# What you have to do
Going through the data below, copy out each line where the word "transaction" shows up.

# Provided data
=-=-=

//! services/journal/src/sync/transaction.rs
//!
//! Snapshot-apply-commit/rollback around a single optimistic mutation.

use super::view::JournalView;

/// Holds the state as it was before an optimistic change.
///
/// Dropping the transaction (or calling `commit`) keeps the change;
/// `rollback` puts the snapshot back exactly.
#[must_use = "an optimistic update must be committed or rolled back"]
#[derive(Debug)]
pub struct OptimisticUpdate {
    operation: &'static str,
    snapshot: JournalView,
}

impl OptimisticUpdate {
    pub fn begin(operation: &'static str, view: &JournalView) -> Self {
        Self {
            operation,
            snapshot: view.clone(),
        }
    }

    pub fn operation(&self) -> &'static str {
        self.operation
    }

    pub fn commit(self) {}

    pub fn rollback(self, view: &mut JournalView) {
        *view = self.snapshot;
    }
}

=-=-=

# Finished task
//! services/journal/src/sync/transaction.rs
/// Dropping the transaction (or calling `commit`) keeps the change;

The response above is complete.